I’ve heard people say that dogs just get it. And it’s true. At least that’s been my experience. Bruiser understands that Charlotte runs the house now and he has accepted his place as her sidekick.  He still follows me all around the house, whines at me for a treat, or barks loudly just as I’ve gotten Charlotte to sleep. I won’t sugarcoat it: there are definitely some trying times ahead if you have a needy dog and a newborn baby. But there will be some awesome moments too. I remember a particularly rough day during the first month – Charlotte was being extremely fussy, I was sleep deprived and hadn’t gotten out of the house in over a week. I was on the verge of losing it. Sam came to my rescue and told me to get out of the house for a couple hours. I was so tired though, all I wanted to do was rest. As I took a quick snooze on the floor in her nursery (because I didn’t have the energy to move), I heard the door open. It was Bruiser. He plopped down beside me and just looked at me with his big, brown eyes as if to say, “I understand. I’m with you.”

babies and dogs
Best Friends Forever

Bruiser isn’t the best dog. He certainly has his flaws, but then again, so do I. The best thing about having a dog is that they’ve seen the absolute ugliest side of you and love you anyway. And all you can do is love them back.

first family photo
The happy family!

Tips for parents that own a dog and have a baby on the way:

  • First of all, congratulations!  Get your dog involved right from the get go – include them in the birth announcement video or photo announcement.
  • Arrange to have someone watch your dog while you’re in the hospital. Plan on being in the hospital for at least 48 hours that way you are prepared in case something unexpected happens.
  • Fence your yard if it’s not already fenced. This was a big chunk of change we dished out, but so worth it when your dog starts imitating your baby’s sleep patterns and has to pee at 2 a.m.
  • Ask family and friends for help with the dog. If you have friends or family that live close by, ask them to help you walk the dog or watch the baby for 30 minutes so you can walk the dog. Keeping your dog active goes a long way in maintaining a healthy and sane home.
  • Don’t force the baby on the dog. Let the dog come to the baby and warm up to the baby on the dog’s own terms. It may not happen the first night or even the first week.
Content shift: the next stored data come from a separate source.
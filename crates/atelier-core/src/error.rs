//! Error types for atelier.

use thiserror::Error;

/// Result type alias using atelier's Error type.
pub type Result<T> = std::result::Result<T, Error>;

/// Core error type for atelier operations.
#[derive(Error, Debug)]
pub enum Error {
    /// Database operation failed (wraps sqlx::Error)
    #[error("Database error: {0}")]
    Database(#[from] sqlx::Error),

    /// Resource not found
    #[error("Not found: {0}")]
    NotFound(String),

    /// Inference/generation failed
    #[error("Inference error: {0}")]
    Inference(String),

    /// Volatile cache operation failed
    #[error("Cache error: {0}")]
    Cache(String),

    /// Search operation failed
    #[error("Search error: {0}")]
    Search(String),

    /// Batch job error
    #[error("Job error: {0}")]
    Job(String),

    /// Serialization/deserialization error
    #[error("Serialization error: {0}")]
    Serialization(String),

    /// Configuration error
    #[error("Configuration error: {0}")]
    Config(String),

    /// Invalid input
    #[error("Invalid input: {0}")]
    InvalidInput(String),

    /// HTTP/network request failed
    #[error("Request error: {0}")]
    Request(String),

    /// Internal error
    #[error("Internal error: {0}")]
    Internal(String),

    /// File I/O operation failed
    #[error("I/O error: {0}")]
    Io(#[from] std::io::Error),
}

impl From<serde_json::Error> for Error {
    fn from(e: serde_json::Error) -> Self {
        Error::Serialization(e.to_string())
    }
}

impl From<reqwest::Error> for Error {
    fn from(e: reqwest::Error) -> Self {
        Error::Request(e.to_string())
    }
}

#[cfg(test)]
mod tests {
    use super::*;

    #[test]
    fn test_error_display_not_found() {
        let err = Error::NotFound("product 42".to_string());
        assert_eq!(err.to_string(), "Not found: product 42");
    }

    #[test]
    fn test_error_display_inference() {
        let err = Error::Inference("model timeout".to_string());
        assert_eq!(err.to_string(), "Inference error: model timeout");
    }

    #[test]
    fn test_error_display_cache() {
        let err = Error::Cache("connection refused".to_string());
        assert_eq!(err.to_string(), "Cache error: connection refused");
    }

    #[test]
    fn test_error_display_config() {
        let err = Error::Config("missing schema file".to_string());
        assert_eq!(err.to_string(), "Configuration error: missing schema file");
    }

    #[test]
    fn test_from_serde_json_error() {
        let json_err = serde_json::from_str::<i32>("not a number");
        assert!(json_err.is_err());

        let err: Error = json_err.unwrap_err().into();
        match err {
            Error::Serialization(msg) => assert!(!msg.is_empty()),
            _ => panic!("Expected Serialization error"),
        }
    }

    #[test]
    fn test_from_io_error() {
        let io_err = std::io::Error::new(std::io::ErrorKind::NotFound, "schemas.json");
        let err: Error = io_err.into();
        assert!(matches!(err, Error::Io(_)));
        assert!(err.to_string().contains("schemas.json"));
    }

    #[test]
    fn test_error_is_send_sync() {
        fn assert_send<T: Send>() {}
        fn assert_sync<T: Sync>() {}

        assert_send::<Error>();
        assert_sync::<Error>();
    }
}
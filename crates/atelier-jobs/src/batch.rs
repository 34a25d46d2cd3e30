//! Bounded fan-out of an [`ItemHandler`] over a list of ids.

use std::sync::Arc;
use std::time::Instant;

use serde::Serialize;
use tokio::sync::Semaphore;
use tracing::{error, info, warn};
use uuid::Uuid;

use atelier_core::defaults::{BATCH_PROGRESS_EVERY, FEATURE_WORKERS};

use crate::handler::{ItemHandler, ItemResult};

/// Configuration for the batch runner.
///
/// Both values are at least 1; set them through the `with_*` builders.
#[derive(Debug, Clone)]
pub struct BatchConfig {
    workers: usize,
    progress_every: usize,
}

impl Default for BatchConfig {
    fn default() -> Self {
        Self {
            workers: FEATURE_WORKERS,
            progress_every: BATCH_PROGRESS_EVERY,
        }
    }
}

impl BatchConfig {
    /// Create config from environment variables (with defaults).
    ///
    /// | Variable | Default | Description |
    /// |----------|---------|-------------|
    /// | `FEATURE_WORKERS` | `5` | Max concurrent items |
    pub fn from_env() -> Self {
        let workers = std::env::var("FEATURE_WORKERS")
            .ok()
            .and_then(|v| v.parse::<usize>().ok())
            .unwrap_or(FEATURE_WORKERS);
        Self::default().with_workers(workers)
    }

    pub fn with_workers(mut self, workers: usize) -> Self {
        self.workers = workers.max(1);
        self
    }

    pub fn with_progress_every(mut self, every: usize) -> Self {
        self.progress_every = every.max(1);
        self
    }

    /// Maximum number of items processed concurrently.
    pub fn workers(&self) -> usize {
        self.workers
    }

    /// Log progress after this many completions.
    pub fn progress_every(&self) -> usize {
        self.progress_every
    }
}

/// Totals for a finished batch.
#[derive(Debug, Clone, Copy, Default, PartialEq, Eq, Serialize)]
pub struct BatchReport {
    pub total: usize,
    pub succeeded: usize,
    pub skipped: usize,
    pub failed: usize,
}

impl BatchReport {
    pub fn completed(&self) -> usize {
        self.succeeded + self.skipped + self.failed
    }

    fn record(&mut self, result: &ItemResult) {
        match result {
            ItemResult::Success => self.succeeded += 1,
            ItemResult::Skipped(_) => self.skipped += 1,
            ItemResult::Failed(_) => self.failed += 1,
        }
    }
}

/// Runs a handler over many items with bounded concurrency.
///
/// Item failures and task panics are counted, never propagated.
pub struct BatchRunner {
    config: BatchConfig,
}

impl BatchRunner {
    pub fn new(config: BatchConfig) -> Self {
        Self { config }
    }

    pub async fn run(&self, handler: Arc<dyn ItemHandler>, ids: Vec<Uuid>) -> BatchReport {
        let start = Instant::now();
        let mut report = BatchReport {
            total: ids.len(),
            ..Default::default()
        };
        let name = handler.name();

        info!(
            subsystem = "jobs",
            component = "batch",
            job = name,
            total = report.total,
            workers = self.config.workers,
            "Batch started"
        );

        let permits = Arc::new(Semaphore::new(self.config.workers));
        let mut tasks = tokio::task::JoinSet::new();

        for id in ids {
            let handler = handler.clone();
            let permits = permits.clone();
            tasks.spawn(async move {
                // The semaphore is never closed.
                let _permit = permits.acquire_owned().await.ok();
                (id, handler.process(id).await)
            });
        }

        while let Some(joined) = tasks.join_next().await {
            match joined {
                Ok((id, result)) => {
                    match &result {
                        ItemResult::Failed(reason) => {
                            warn!(job = name, item_id = %id, error = %reason, "Item failed")
                        }
                        ItemResult::Skipped(reason) => {
                            info!(job = name, item_id = %id, reason = %reason, "Item skipped")
                        }
                        ItemResult::Success => {}
                    }
                    report.record(&result);
                }
                Err(e) => {
                    error!(job = name, error = ?e, "Item task panicked");
                    report.failed += 1;
                }
            }

            let done = report.completed();
            if done < report.total && done.checked_rem(self.config.progress_every) == Some(0) {
                info!(job = name, done, total = report.total, "Batch progress");
            }
        }

        info!(
            subsystem = "jobs",
            component = "batch",
            job = name,
            total = report.total,
            succeeded = report.succeeded,
            skipped = report.skipped,
            failed = report.failed,
            duration_ms = start.elapsed().as_millis() as u64,
            "Batch finished"
        );
        report
    }
}

impl Default for BatchRunner {
    fn default() -> Self {
        Self::new(BatchConfig::default())
    }
}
Give your dog time to adjust to the new pecking order in the house.
  • Realize that you will get mad at your dog and that’s OK. It’s not OK to yell at a tiny, helpless baby. It is OK to yell at your dog who knows better than to pee in the house.
  • Try to keep your current schedule as much as possible. When I was pregnant, I walked Bruiser every single evening. When I was home on maternity leave, I put Charlotte in a baby sling and walked Bruiser every morning. I really think it helped them to develop a bond and an awareness of each other.
  • Be realistic about what you can do. You’re going to be tired, and you’re going to get cranky. Make time for yourself so you can take better care of your family.